11.01 Rhus (Toxicodendron) Contact Dermatitis (Poison Ivy, Oak, or Sumac)
Presentation
The patient is troubled with a pruritic rash made up of
tense vesiculo-papular lesions on a mildly erythematous
base. Typically these are found in groups of linear
streaks and may be weeping, crusted, or confluent. If
involvement is severe, there may be marked edema,
particularly on the face and periorbital and genital
areas. The thick protective stratum corneum of the palms
and the soles generally protect these areas. The patient
is often not aware of having been in contact with poison
ivy, oak, or sumac but may recall working in a field or
garden from 24 to 48 hours before the onset of symptoms.
What to do:
Have the patient apply cool compresses of Burow's solution
(Domeboro Powder Packets 2 packets in 1 pint of water) for 20-
30 minutes every 3-4 hours (more often if comforting).
Small areas can be treated 2-3 times per day, enhanced at
night with an occlusive plastic (Saran) wrap dressing.
Diphenhydramine (available over the counter as Benadryl) or
Hydroxyzine (Atarax) 25mg po q6h will help mild itching
between application of compresses.
Tepid tub baths with Aveeno colloidal oatmeal (one cup in
1/2 tub) or cornstarch and baking soda (1 cup of each in 1/2
tub) will provide soothing relief.
When there is involvement of the face, in severe reactions
or in situations where the patient's livelihood is
threatened, early and aggressive treatment with systemic
corticosteroids should be initiated. Prednisone (60-80mg a
day tapered over 2 weeks) will be necessary to prevent a
late flare-up or rebound reaction. One 40mg dose ot
intramuscular triamcinolone acetonide (Kenalog) will be
equally effective.
What not to do:
Do not try to substitute pre-packaged steroid regimens
(Medrol Dosepak, Aristopak). The course is not long enough
and may lead to a flare up.
Do not allow patients to apply fluorinated
corticosteroids such as Topsyn or Valisone indefinitely to
the face, where they can produce premature aging of the
skin.
Do not institute systemic steroids in the face of
secondary infections such as impetigo, cellulitis, or
erysipelas . Also, do not start steroids if there is a
history of tuberculosis, diabetes, herpes or severe
hypertension.
Discussion
Poison oak and poison ivy are forms of allergic contact
dermatitis that result from the exposure of sensitized
individuals to allergen in sap. These allergens induce
sensitization in more than 70 percent of the population, may
be carried by pets, and are frequently transferred from
hands to other areas of the body in the first few hours
before the sap becomes fixed to the skin.
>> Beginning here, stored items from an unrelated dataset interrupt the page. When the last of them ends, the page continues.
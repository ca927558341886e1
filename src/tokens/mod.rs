// SPDX-License-Identifier: PMPL-1.0-or-later
// SPDX-FileCopyrightText: 2025 Jonathan D.A. Jewell
//! Palette reconciliation and near-duplicate clustering

pub mod deprecated;

use crate::color::{color_distance, ColorValue};
use crate::config::Config;
use crate::error::{PaletteError, Result};
use crate::extract::ColorOccurrence;
use serde::{Deserialize, Serialize};
use std::collections::{BTreeMap, HashMap};

/// A palette token
#[derive(Debug, Clone, PartialEq, Serialize, Deserialize)]
pub struct Token {
    pub name: String,
    pub color: ColorValue,
}

/// Canonical design-token colors, in configuration order.
///
/// Built once per run and read-only afterwards.
#[derive(Debug, Clone, Default)]
pub struct TokenPalette {
    tokens: Vec<Token>,
    by_name: HashMap<String, usize>,
}

impl TokenPalette {
    pub fn from_config(config: &Config) -> Result<Self> {
        Self::from_map(&config.palette)
    }

    /// Every value must resolve to sRGB
    pub fn from_map(map: &BTreeMap<String, String>) -> Result<Self> {
        let mut palette = Self::default();
        for (name, value) in map {
            let color = ColorValue::parse(value)
                .filter(ColorValue::is_resolvable)
                .ok_or_else(|| PaletteError::InvalidToken {
                    name: name.clone(),
                    value: value.clone(),
                })?;
            palette.by_name.insert(name.clone(), palette.tokens.len());
            palette.tokens.push(Token {
                name: name.clone(),
                color,
            });
        }
        Ok(palette)
    }

    pub fn get(&self, name: &str) -> Option<&ColorValue> {
        self.by_name.get(name).map(|&i| &self.tokens[i].color)
    }

    pub fn len(&self) -> usize {
        self.tokens.len()
    }

    pub fn is_empty(&self) -> bool {
        self.tokens.is_empty()
    }

    /// Exact match first (first token in palette order), then the closest
    /// token strictly within `epsilon`.
    pub fn match_color(&self, color: &ColorValue, epsilon: f64) -> TokenMatch {
        if let Some(token) = self.tokens.iter().find(|t| &t.color == color) {
            return TokenMatch::Exact(token.name.clone());
        }

        match self.nearest(color) {
            Some((token, distance)) if distance < epsilon => TokenMatch::Near {
                token: token.name.clone(),
                distance,
            },
            _ => TokenMatch::Undefined,
        }
    }

    /// Closest token by RGB distance; the earliest wins a tie
    pub fn nearest(&self, color: &ColorValue) -> Option<(&Token, f64)> {
        self.tokens
            .iter()
            .filter_map(|t| color_distance(color, &t.color).map(|d| (t, d)))
            .fold(None, |best, (t, d)| match best {
                Some((_, bd)) if bd <= d => best,
                _ => Some((t, d)),
            })
    }
}

#[derive(Debug, Clone, PartialEq)]
pub enum TokenMatch {
    Exact(String),
    Near { token: String, distance: f64 },
    Undefined,
}

/// A color with no palette token at or near it
#[derive(Debug, Clone, Serialize, Deserialize)]
pub struct UndefinedColorRecord {
    pub color: ColorValue,
    pub count: usize,
    /// The first occurrences, capped
    pub occurrences: Vec<ColorOccurrence>,
}

/// Near-duplicate undefined colors grouped around a representative
#[derive(Debug, Clone, Serialize, Deserialize)]
pub struct ColorCluster {
    pub representative: ColorValue,
    pub members: Vec<ColorValue>,
    pub total_count: usize,
}

/// Result of reconciling one run's occurrences against the palette
#[derive(Debug, Clone, Default, Serialize, Deserialize)]
pub struct Reconciliation {
    /// Resolvable occurrences considered
    pub total_usages: usize,
    pub exact_usages: usize,
    pub near_usages: usize,
    pub undefined_usages: usize,
    /// Usage count per palette token (exact and near)
    pub token_usage: BTreeMap<String, usize>,
    /// In discovery order
    pub undefined: Vec<UndefinedColorRecord>,
}

/// Accumulates occurrences as they stream out of the extractor
#[derive(Debug)]
pub struct Reconciler<'p> {
    palette: &'p TokenPalette,
    epsilon: f64,
    max_occurrences: usize,
    index: HashMap<ColorValue, usize>,
    result: Reconciliation,
}

impl<'p> Reconciler<'p> {
    pub fn new(palette: &'p TokenPalette, epsilon: f64, max_occurrences: usize) -> Self {
        Self {
            palette,
            epsilon,
            max_occurrences,
            index: HashMap::new(),
            result: Reconciliation::default(),
        }
    }

    /// HSL and unresolved variable colors have no distance and are not counted.
    pub fn add(&mut self, occurrence: ColorOccurrence) {
        if !occurrence.color.is_resolvable() {
            return;
        }
        self.result.total_usages += 1;

        match self.palette.match_color(&occurrence.color, self.epsilon) {
            TokenMatch::Exact(name) => {
                self.result.exact_usages += 1;
                *self.result.token_usage.entry(name).or_insert(0) += 1;
            }
            TokenMatch::Near { token, .. } => {
                self.result.near_usages += 1;
                *self.result.token_usage.entry(token).or_insert(0) += 1;
            }
            TokenMatch::Undefined => {
                self.result.undefined_usages += 1;
                let records = &mut self.result.undefined;
                let slot = *self
                    .index
                    .entry(occurrence.color.clone())
                    .or_insert_with(|| {
                        records.push(UndefinedColorRecord {
                            color: occurrence.color.clone(),
                            count: 0,
                            occurrences: Vec::new(),
                        });
                        records.len() - 1
                    });
                let record = &mut records[slot];
                record.count += 1;
                if record.occurrences.len() < self.max_occurrences {
                    record.occurrences.push(occurrence);
                }
            }
        }
    }

    pub fn finish(self) -> Reconciliation {
        self.result
    }
}

/// Single-pass greedy clustering of undefined colors.
///
/// Each record joins the first existing cluster whose representative is
/// strictly within `threshold`, otherwise it starts a new cluster. Results
/// depend on discovery order and clusters are never merged afterwards.
pub fn cluster(records: &[UndefinedColorRecord], threshold: f64) -> Vec<ColorCluster> {
    let mut clusters: Vec<ColorCluster> = Vec::new();

    for record in records {
        let home = clusters.iter_mut().find(|c| {
            color_distance(&c.representative, &record.color).is_some_and(|d| d < threshold)
        });
        match home {
            Some(cluster) => {
                cluster.members.push(record.color.clone());
                cluster.total_count += record.count;
            }
            None => clusters.push(ColorCluster {
                representative: record.color.clone(),
                members: vec![record.color.clone()],
                total_count: record.count,
            }),
        }
    }

    clusters
}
The gradual appearance of the eruption over a period of
several days is a reflection of the amount of antigen
deposited on the skin and the reactivity of the site, not an
indication of any further spread of the allergen. The
vesicle fluid is a transudate, does not contain antigen, and
will not spread the eruption elsewhere on the body or to
other people. The allergic skin reaction usually runs a
course of about 2 weeks which is not shortened by any of the
above treatments. The aim of therapy is to reduce the
severity of symptoms, not to shorten the course.